Namun, sebaliknya, jika yang mereka bela kalah, pemerintahan yang baru tentu akan membuka catatan lama, berharap saja semoga tidak terjadi. Besar kemungkinan dengan segera perombakan struktur bakal dilakukan, dan karir bakal dipertaruhkan. Di luar dari pada itu, sebenarnya, mereka yang jejak keberpihakannya sudah terungkap di hadapan publik akan menghadapi krisis kredibilitas yang sulit dipulihkan. Itu bagi yang bermain secara terang-terangan.
Ada pula pejabat Humas yang bermain hati-hati. tidak menonjol dalam mendukung salah satu pihak, namun bermain di belakang layar dengan memanfaatkan media massa.
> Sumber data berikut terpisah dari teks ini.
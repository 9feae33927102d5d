use std::fmt;

use chrono::NaiveDateTime;
use serde::{Deserialize, Serialize};

use crate::{
    error::Result,
    notifications::IconId,
    repeat::RepeatPolicy,
    request::NotificationRequest,
};

const ALARM_KEY_PREFIX: &str = "local-notification:";

/// Identity of a pending alarm. Arming an alarm whose key is already armed
/// replaces it, which is what keeps one pending alarm per notification id.
#[derive(Debug, Clone, PartialEq, Eq, Hash, Serialize, Deserialize)]
pub struct AlarmKey(String);

impl AlarmKey {
    pub fn for_id(id: i32) -> Self {
        Self(format!("{ALARM_KEY_PREFIX}{id}"))
    }

    pub fn as_str(&self) -> &str {
        &self.0
    }

    pub fn notification_id(&self) -> Option<i32> {
        self.0.strip_prefix(ALARM_KEY_PREFIX)?.parse().ok()
    }
}

impl fmt::Display for AlarmKey {
    fn fmt(&self, f: &mut fmt::Formatter<'_>) -> fmt::Result {
        f.write_str(&self.0)
    }
}

/// The record handed to the alarm service and read back by whatever delivers
/// the alarm once it fires.
#[derive(Debug, Clone, Serialize, Deserialize, PartialEq, Eq)]
pub struct DeferredNotification {
    pub title: String,
    pub body: String,
    pub id: i32,
    pub fire_time: NaiveDateTime,
    pub repeat: RepeatPolicy,
    pub icon_id: IconId,
    pub payload: Vec<String>,
}

impl DeferredNotification {
    pub fn from_request(request: &NotificationRequest, fire_time: NaiveDateTime, icon_id: IconId) -> Self {
        Self {
            title: request.title.clone(),
            body: request.body.clone(),
            id: request.id,
            fire_time,
            repeat: request.repeat,
            icon_id,
            payload: request.payload.clone(),
        }
    }

    pub fn into_request(self) -> NotificationRequest {
        NotificationRequest {
            title: self.title,
            body: self.body,
            id: self.id,
            fire_time: Some(self.fire_time),
            repeat: self.repeat,
            payload: self.payload,
        }
    }
}

#[derive(Debug, Clone, PartialEq, Eq)]
pub struct ScheduledAlarm {
    pub key: AlarmKey,
    pub trigger_at_millis: i64,
    pub payload: String,
}

impl ScheduledAlarm {
    pub fn new(deferred: &DeferredNotification, trigger_at_millis: i64) -> Result<Self> {
        Ok(Self {
            key: AlarmKey::for_id(deferred.id),
            trigger_at_millis,
            payload: serde_json::to_string(deferred)?,
        })
    }

    pub fn decode(&self) -> Result<DeferredNotification> {
        Ok(serde_json::from_str(&self.payload)?)
    }
}

#[cfg(test)]
mod tests {
    use super::*;
    use chrono::NaiveDate;

    #[test]
    fn alarm_key_carries_notification_id() {
        let key = AlarmKey::for_id(-17);
        assert_eq!(key.notification_id(), Some(-17));
        assert_ne!(key, AlarmKey::for_id(17));
    }

    #[test]
    fn armed_payload_restores_request() {
        let fire_time = NaiveDate::from_ymd_opt(2025, 6, 1)
            .unwrap()
            .and_hms_opt(7, 15, 0)
            .unwrap();
        let request = NotificationRequest::new("Water plants", "Balcony first")
            .with_id(12)
            .with_repeat(RepeatPolicy::Weekly)
            .with_payload(["a", "b", "", "d", "https://example.com/fern.png"])
            .at(fire_time);

        let deferred = DeferredNotification::from_request(&request, fire_time, IconId(3));
        let alarm = ScheduledAlarm::new(&deferred, 1_748_762_100_000).unwrap();
        assert_eq!(alarm.key, AlarmKey::for_id(12));

        let decoded = alarm.decode().unwrap();
        assert_eq!(decoded.icon_id, IconId(3));
        assert_eq!(decoded.into_request(), request);
    }
}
Namun, kendati diatur dengan rapi strategi ini pun tidak menjamin keselamatan karier mereka, bila yang didukung kalah. Jejak digital sukar dihapus, dan informasi yang dulu tersimpan dapat dengan mudah diungkap di kemudian hari. Jika hal ini terjadi, maka mereka tetap berisiko kehilangan kepercayaan dari pemimpin yang baru maupun dari publik.
Pejabat yang paling aman dan selamat dunia akhirat tidak lain adalah mereka yang dapat menjaga netralitasnya. Mereka yang teguh berjalan pada rel regulasi yang berlaku. Karena sejatinya ASN mesti memegang teguh netralitas dan tidak boleh terlibat dalam politik praktis, apalagi memihak. Aturan tentang netralitas ASN sudah jelas dan tegas. Misalnya, Pasal 9 ayat (2) UU Nomor 20 Tahun 2023 Tentang ASN dengan terang menyatakan, “Pegawai ASN harus bebas dari pengaruh dan intervensi semua golongan dan partai politik.”
ASN diwajibkan untuk bersikap netral, tidak terlibat dalam politik praktis, dan bekerja semata-mata untuk kepentingan publik. Berbagai regulasi dan juga Surat Kesepakatan Bersama (SKB) lintas kementerian dan lembaga turut menguatkan hal ini.